The Institute for Translational Neuroscience (ITN) was established in 2007 as a University-wide presidential initiative to promote the transfer of discoveries in the basic neurosciences to clinical practice. The institute is charged to enhance basic science discovery with new knowledge leading to subsequent clinical trials and establishment of new therapeutic principles or tools. Click here to learn more about the history of our Institute.
The faculty at the Institute for Translational Neuroscience would like to extend their congratulations to Dr. Michael Lee and his lab for their recent accomplishments. Dr. Lee, a neuroscience researcher and ITN Scholar, was awarded over $2.2 million from NINDS for his R01 grant titled "Pathological role of c-Abl in alpha-synucleinoapathy". One of the main goals of his proposal is to understand how anti—Cancer therapy, c-Abl inhibitors, can be used to treat Parkinson's Disease by activating cellular processes that remove toxic build up in cells.

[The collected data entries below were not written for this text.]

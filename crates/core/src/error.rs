/// Domain-level error taxonomy.
///
/// Carries no HTTP knowledge; the API layer maps each variant to a status
/// code and response body.
#[derive(Debug, thiserror::Error)]
pub enum CoreError {
    #[error("Validation failed: {0}")]
    Validation(String),

    #[error("Unauthorized: {0}")]
    Unauthorized(String),

    #[error("Forbidden: {0}")]
    Forbidden(String),
}
//! PostgreSQL persistence layer: connection pool, embedded migrations,
//! row models, and repositories.

use sqlx::postgres::PgPoolOptions;

pub mod models;
pub mod repositories;

pub type DbPool = sqlx::PgPool;

/// Create a connection pool from a database URL.
pub async fn create_pool(database_url: &str) -> Result<DbPool, sqlx::Error> {
    PgPoolOptions::new()
        .max_connections(20)
        .connect(database_url)
        .await
}

/// Cheap connectivity probe (`SELECT 1`).
pub async fn health_check(pool: &DbPool) -> Result<(), sqlx::Error> {
    sqlx::query("SELECT 1").execute(pool).await?;
    Ok(())
}

/// Apply all embedded migrations.
pub async fn run_migrations(pool: &DbPool) -> Result<(), sqlx::migrate::MigrateError> {
    sqlx::migrate!("./migrations").run(pool).await
}
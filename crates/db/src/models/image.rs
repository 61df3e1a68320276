//! Generated image model and DTOs.

use sqlx::FromRow;

use galleria_core::types::{DbId, Timestamp};

/// A generated image row from the `generated_images` table.
///
/// The `prompt` column doubles as the storage key for the rendered file;
/// the API layer derives the public URL from it.
#[derive(Debug, Clone, FromRow)]
pub struct GeneratedImage {
    pub id: DbId,
    pub user_id: DbId,
    pub prompt: String,
    pub created_at: Timestamp,
    pub updated_at: Timestamp,
}

/// DTO for inserting a new generated image.
#[derive(Debug)]
pub struct CreateGeneratedImage {
    pub user_id: DbId,
    pub prompt: String,
}

/// Filter and paging parameters for listing generated images.
///
/// The same struct drives both the page fetch and the total count so the
/// two queries can never disagree about which rows are in scope.
#[derive(Debug, Clone)]
pub struct ImageListQuery {
    /// Rows are always scoped to this owner.
    pub owner_user_id: DbId,
    /// Case-insensitive substring match against `prompt`.
    pub search: Option<String>,
    /// Exact match against the owning user's username.
    pub username: Option<String>,
    /// Inclusive lower bound on `created_at`.
    pub created_from: Option<Timestamp>,
    /// Exclusive upper bound on `created_at`.
    pub created_before: Option<Timestamp>,
    /// 1-based page number.
    pub page: i64,
    /// Rows per page.
    pub page_size: i64,
}
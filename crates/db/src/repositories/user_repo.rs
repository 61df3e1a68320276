//! Repository for the `users` table.
//!
//! Besides lookup, this covers the login bookkeeping the auth endpoints
//! need: failure counting, lockout, and the post-login reset.

use sqlx::PgPool;

use galleria_core::types::{DbId, Timestamp};

use crate::models::user::{CreateUser, User};

/// Shared SELECT prefix; every read returns the full row.
const SELECT_USER: &str = "SELECT id, username, email, password_hash, is_active, last_login_at, \
     failed_login_count, locked_until, created_at, updated_at FROM users";

pub struct UserRepo;

impl UserRepo {
    /// Insert a user and return the stored row.
    pub async fn create(pool: &PgPool, input: &CreateUser) -> Result<User, sqlx::Error> {
        sqlx::query_as::<_, User>(
            "INSERT INTO users (username, email, password_hash) VALUES ($1, $2, $3) \
             RETURNING id, username, email, password_hash, is_active, last_login_at, \
                       failed_login_count, locked_until, created_at, updated_at",
        )
        .bind(&input.username)
        .bind(&input.email)
        .bind(&input.password_hash)
        .fetch_one(pool)
        .await
    }

    pub async fn find_by_id(pool: &PgPool, id: DbId) -> Result<Option<User>, sqlx::Error> {
        sqlx::query_as::<_, User>(&format!("{SELECT_USER} WHERE id = $1"))
            .bind(id)
            .fetch_optional(pool)
            .await
    }

    /// Username lookup, case-sensitive.
    pub async fn find_by_username(
        pool: &PgPool,
        username: &str,
    ) -> Result<Option<User>, sqlx::Error> {
        sqlx::query_as::<_, User>(&format!("{SELECT_USER} WHERE username = $1"))
            .bind(username)
            .fetch_optional(pool)
            .await
    }

    /// Count one more failed login attempt.
    pub async fn increment_failed_login(pool: &PgPool, id: DbId) -> Result<(), sqlx::Error> {
        sqlx::query("UPDATE users SET failed_login_count = failed_login_count + 1 WHERE id = $1")
            .bind(id)
            .execute(pool)
            .await
            .map(|_| ())
    }

    /// Lock the account until the given instant.
    pub async fn lock_account(
        pool: &PgPool,
        id: DbId,
        until: Timestamp,
    ) -> Result<(), sqlx::Error> {
        sqlx::query("UPDATE users SET locked_until = $2 WHERE id = $1")
            .bind(id)
            .bind(until)
            .execute(pool)
            .await
            .map(|_| ())
    }

    /// Successful login: clear failure state and stamp `last_login_at`.
    pub async fn record_successful_login(pool: &PgPool, id: DbId) -> Result<(), sqlx::Error> {
        sqlx::query(
            "UPDATE users \
             SET failed_login_count = 0, locked_until = NULL, last_login_at = NOW() \
             WHERE id = $1",
        )
        .bind(id)
        .execute(pool)
        .await
        .map(|_| ())
    }
}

In addition to this grant, Dr. Lee, Dr. Dezhi Liao, and Dr. Eugenia Trushina from the Mayo Clinic, were awarded a 2 year grant titled "Molecular Mechanism of Novel Small Molecule Therapeutics for Alzheimer's Disease" from Minnesota Partnership for Biotechnology and Medical Genomics. The total award amount was over $1 million.
These honors have extended to other members of Dr. Lee’s laboratory as well. Dr. Christopher Gallardo, a Pharmacology graduate student, was recently awarded a “Functional Proteomics of Aging (FPA)” Fellowship for two years. This fellowship is a NIA funded training grant headed by Drs. LaDora Thompson and Deborah Ferrington. Dr. Gallardo is studying the role of tau in amyloid dependent neurodegeneration in mouse models of Alzheimer's disease.
Please help us congratulate the great work being conducted by our Institute's researchers!
Our main goal is to attract and recruit top scientists to shape discoveries that will lead to tomorrow's cures. The institute exemplifies how different disciplines, departments, and centers can work together in partnership to evolve neurological disease research at the University of Minnesota. We have built a community that encourages learning, education, innovation, and discovery all of which are more successful in a team oriented environment.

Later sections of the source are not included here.